[Opening Material supplied section]

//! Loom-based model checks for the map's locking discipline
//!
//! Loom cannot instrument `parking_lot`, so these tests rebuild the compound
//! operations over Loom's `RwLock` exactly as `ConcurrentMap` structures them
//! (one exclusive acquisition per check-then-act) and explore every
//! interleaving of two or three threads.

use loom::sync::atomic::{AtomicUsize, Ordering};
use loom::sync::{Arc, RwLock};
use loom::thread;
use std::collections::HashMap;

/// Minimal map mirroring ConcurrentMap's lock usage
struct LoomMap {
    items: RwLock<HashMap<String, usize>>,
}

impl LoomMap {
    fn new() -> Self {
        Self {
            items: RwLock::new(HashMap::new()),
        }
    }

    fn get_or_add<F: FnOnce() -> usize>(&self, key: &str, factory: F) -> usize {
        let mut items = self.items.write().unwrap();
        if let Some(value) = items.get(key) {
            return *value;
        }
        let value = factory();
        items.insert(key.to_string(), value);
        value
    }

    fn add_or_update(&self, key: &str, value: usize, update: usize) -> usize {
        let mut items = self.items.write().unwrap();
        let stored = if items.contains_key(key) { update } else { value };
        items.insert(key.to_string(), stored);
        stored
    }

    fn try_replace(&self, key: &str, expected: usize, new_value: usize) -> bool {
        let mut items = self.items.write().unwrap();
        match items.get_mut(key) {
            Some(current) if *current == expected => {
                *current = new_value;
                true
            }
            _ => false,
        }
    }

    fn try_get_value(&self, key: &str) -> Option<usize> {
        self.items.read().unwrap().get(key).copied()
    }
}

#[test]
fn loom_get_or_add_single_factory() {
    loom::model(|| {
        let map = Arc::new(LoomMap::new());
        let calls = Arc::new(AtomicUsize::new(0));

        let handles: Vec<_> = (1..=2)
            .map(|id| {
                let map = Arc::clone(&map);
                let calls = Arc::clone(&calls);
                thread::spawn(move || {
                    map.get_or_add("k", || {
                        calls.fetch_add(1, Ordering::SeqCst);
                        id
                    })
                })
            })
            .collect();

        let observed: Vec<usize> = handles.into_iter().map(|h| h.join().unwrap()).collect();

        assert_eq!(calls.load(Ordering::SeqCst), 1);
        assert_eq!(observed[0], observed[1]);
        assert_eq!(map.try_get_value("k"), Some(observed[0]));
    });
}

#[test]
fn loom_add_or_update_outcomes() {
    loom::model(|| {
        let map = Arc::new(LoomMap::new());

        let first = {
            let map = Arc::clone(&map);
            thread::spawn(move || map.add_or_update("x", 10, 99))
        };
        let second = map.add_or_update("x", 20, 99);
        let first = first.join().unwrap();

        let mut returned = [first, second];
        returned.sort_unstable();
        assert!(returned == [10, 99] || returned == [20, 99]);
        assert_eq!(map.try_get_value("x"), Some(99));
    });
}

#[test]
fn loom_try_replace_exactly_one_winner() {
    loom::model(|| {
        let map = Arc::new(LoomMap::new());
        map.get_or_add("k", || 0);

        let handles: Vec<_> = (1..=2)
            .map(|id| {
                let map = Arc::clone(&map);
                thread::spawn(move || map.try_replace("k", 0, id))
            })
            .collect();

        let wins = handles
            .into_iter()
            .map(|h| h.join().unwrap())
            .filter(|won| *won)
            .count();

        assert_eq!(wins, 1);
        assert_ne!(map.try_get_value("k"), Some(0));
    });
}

[Closing Material supplied section]
[Opening Material supplied section]

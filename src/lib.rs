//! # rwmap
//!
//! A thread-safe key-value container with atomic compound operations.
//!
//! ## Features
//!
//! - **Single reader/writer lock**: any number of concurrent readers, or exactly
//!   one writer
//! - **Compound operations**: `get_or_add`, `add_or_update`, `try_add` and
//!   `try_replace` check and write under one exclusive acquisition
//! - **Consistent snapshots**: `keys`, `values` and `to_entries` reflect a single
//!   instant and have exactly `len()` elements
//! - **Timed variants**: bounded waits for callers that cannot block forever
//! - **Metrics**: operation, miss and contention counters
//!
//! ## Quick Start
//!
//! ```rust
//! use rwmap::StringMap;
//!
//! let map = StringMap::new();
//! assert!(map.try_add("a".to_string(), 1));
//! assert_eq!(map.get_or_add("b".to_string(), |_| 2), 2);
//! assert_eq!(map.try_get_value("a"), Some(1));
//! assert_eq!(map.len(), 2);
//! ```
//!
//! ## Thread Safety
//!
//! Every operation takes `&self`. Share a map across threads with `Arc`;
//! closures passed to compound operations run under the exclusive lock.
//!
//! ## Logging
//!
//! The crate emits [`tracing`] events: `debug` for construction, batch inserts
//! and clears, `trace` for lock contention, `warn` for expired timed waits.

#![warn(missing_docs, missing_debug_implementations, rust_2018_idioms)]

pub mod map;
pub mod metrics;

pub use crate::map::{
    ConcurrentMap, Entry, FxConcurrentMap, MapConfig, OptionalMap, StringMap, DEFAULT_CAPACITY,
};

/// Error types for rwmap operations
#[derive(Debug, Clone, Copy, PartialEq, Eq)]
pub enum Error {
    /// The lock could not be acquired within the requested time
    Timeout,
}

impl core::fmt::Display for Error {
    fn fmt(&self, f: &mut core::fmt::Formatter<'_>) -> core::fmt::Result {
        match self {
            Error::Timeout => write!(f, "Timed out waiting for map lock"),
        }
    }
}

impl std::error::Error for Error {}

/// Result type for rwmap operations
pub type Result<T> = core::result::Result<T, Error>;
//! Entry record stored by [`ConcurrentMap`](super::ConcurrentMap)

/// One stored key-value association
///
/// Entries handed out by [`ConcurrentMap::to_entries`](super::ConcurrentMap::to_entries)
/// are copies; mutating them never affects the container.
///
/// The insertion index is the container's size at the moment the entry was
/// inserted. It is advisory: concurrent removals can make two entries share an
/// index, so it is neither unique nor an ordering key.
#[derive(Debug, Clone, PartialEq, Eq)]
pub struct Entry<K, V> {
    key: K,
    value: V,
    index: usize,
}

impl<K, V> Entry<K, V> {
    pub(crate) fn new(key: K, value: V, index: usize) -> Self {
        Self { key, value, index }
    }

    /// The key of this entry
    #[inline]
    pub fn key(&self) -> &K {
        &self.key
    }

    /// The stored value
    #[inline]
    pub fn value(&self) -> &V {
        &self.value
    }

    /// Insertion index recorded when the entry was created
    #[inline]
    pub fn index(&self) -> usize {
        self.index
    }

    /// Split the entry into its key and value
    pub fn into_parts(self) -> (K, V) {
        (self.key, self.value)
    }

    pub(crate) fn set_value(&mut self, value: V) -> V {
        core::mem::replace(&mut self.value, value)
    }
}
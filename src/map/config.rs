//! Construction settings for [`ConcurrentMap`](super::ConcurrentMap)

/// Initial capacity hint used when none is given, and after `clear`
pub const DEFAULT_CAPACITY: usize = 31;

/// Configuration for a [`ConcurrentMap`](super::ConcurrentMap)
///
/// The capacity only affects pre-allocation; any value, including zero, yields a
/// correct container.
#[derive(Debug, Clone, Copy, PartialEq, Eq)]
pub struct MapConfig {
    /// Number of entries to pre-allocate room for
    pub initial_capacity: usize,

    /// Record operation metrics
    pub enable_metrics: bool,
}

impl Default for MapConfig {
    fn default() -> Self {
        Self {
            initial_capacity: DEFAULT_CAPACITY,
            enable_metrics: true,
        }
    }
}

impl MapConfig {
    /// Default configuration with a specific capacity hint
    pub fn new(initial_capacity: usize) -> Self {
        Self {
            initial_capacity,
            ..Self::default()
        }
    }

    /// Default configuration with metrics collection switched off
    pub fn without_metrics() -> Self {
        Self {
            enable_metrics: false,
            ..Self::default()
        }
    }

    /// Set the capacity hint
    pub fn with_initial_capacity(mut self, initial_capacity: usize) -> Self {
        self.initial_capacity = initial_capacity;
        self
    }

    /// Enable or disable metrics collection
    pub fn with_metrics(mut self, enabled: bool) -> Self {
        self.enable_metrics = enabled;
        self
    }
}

[Closing Material supplied section]
[Opening Material supplied section]

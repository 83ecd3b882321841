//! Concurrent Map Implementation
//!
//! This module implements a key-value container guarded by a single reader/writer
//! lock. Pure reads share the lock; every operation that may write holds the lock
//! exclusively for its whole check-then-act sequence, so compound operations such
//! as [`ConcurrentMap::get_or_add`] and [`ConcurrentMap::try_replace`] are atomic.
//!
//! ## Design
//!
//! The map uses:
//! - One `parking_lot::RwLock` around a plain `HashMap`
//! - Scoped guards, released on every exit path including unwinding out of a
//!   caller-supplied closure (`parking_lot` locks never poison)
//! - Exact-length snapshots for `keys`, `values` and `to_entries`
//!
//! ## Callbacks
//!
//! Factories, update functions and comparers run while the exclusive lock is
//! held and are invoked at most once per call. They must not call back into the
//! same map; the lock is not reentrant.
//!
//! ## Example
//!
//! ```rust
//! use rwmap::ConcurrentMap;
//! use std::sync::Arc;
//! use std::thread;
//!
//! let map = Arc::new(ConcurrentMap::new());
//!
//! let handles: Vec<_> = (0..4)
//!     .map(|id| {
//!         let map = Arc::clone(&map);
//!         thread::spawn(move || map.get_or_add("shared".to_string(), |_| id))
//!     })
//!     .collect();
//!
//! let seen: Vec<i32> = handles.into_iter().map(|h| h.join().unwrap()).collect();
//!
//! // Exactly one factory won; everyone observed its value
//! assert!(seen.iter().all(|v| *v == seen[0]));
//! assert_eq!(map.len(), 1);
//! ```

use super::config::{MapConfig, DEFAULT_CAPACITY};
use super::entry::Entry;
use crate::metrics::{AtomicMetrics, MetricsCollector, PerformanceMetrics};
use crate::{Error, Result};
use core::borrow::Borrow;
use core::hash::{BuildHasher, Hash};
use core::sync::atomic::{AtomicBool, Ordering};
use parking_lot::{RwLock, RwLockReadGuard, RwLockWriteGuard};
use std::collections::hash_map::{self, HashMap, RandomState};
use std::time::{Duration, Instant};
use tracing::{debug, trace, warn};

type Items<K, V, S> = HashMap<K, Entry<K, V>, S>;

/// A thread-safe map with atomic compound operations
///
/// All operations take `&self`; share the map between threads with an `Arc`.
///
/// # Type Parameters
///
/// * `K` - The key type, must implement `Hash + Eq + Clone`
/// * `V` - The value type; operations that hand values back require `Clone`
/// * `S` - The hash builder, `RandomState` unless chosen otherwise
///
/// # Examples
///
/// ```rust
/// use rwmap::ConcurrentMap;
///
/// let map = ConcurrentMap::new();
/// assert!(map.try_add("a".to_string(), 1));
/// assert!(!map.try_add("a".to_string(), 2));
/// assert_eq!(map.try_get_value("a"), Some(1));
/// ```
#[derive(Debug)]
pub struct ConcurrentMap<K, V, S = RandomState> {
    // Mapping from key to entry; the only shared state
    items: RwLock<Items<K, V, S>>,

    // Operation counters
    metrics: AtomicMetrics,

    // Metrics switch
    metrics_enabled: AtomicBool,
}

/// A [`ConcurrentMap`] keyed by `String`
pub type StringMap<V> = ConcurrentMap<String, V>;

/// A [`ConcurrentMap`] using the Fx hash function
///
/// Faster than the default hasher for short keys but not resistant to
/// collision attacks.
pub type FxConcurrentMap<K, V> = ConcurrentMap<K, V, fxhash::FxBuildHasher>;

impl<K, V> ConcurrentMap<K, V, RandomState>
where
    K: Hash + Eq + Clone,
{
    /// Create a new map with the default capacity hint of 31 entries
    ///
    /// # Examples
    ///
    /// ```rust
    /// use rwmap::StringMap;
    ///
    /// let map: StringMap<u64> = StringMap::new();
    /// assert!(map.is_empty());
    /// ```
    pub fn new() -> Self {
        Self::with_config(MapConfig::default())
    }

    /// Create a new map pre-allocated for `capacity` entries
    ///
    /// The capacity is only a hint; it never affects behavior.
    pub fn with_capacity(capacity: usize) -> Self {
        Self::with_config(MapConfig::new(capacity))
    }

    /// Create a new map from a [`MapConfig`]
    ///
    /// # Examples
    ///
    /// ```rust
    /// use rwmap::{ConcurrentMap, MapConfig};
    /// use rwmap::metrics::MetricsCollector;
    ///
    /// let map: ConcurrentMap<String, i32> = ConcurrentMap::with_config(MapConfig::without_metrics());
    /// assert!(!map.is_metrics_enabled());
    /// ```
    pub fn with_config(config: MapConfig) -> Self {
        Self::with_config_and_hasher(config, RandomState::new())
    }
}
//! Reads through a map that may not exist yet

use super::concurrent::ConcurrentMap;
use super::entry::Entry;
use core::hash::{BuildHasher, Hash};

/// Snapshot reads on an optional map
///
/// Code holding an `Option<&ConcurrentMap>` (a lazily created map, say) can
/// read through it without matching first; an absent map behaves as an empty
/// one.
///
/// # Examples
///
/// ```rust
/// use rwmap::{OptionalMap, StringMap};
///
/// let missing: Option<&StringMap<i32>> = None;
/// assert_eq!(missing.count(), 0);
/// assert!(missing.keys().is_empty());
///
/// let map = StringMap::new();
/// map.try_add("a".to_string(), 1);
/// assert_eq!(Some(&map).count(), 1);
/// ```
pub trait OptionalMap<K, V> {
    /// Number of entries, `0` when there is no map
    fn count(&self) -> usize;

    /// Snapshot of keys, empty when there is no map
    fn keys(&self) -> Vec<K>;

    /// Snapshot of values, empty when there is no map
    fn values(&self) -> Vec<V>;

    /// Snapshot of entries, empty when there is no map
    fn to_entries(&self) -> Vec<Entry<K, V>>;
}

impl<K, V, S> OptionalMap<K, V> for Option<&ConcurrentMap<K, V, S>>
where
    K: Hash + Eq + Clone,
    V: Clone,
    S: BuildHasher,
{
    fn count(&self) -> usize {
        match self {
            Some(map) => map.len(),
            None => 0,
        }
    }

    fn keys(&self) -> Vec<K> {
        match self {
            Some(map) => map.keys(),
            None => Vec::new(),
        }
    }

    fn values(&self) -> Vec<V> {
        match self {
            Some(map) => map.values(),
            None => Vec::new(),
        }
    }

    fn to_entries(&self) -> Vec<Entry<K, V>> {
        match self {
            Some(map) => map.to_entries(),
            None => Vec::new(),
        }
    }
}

[Closing Material supplied section]

From the records above, determine how many lines hold "them" and give only that number.

**Solution to the exercise**. 2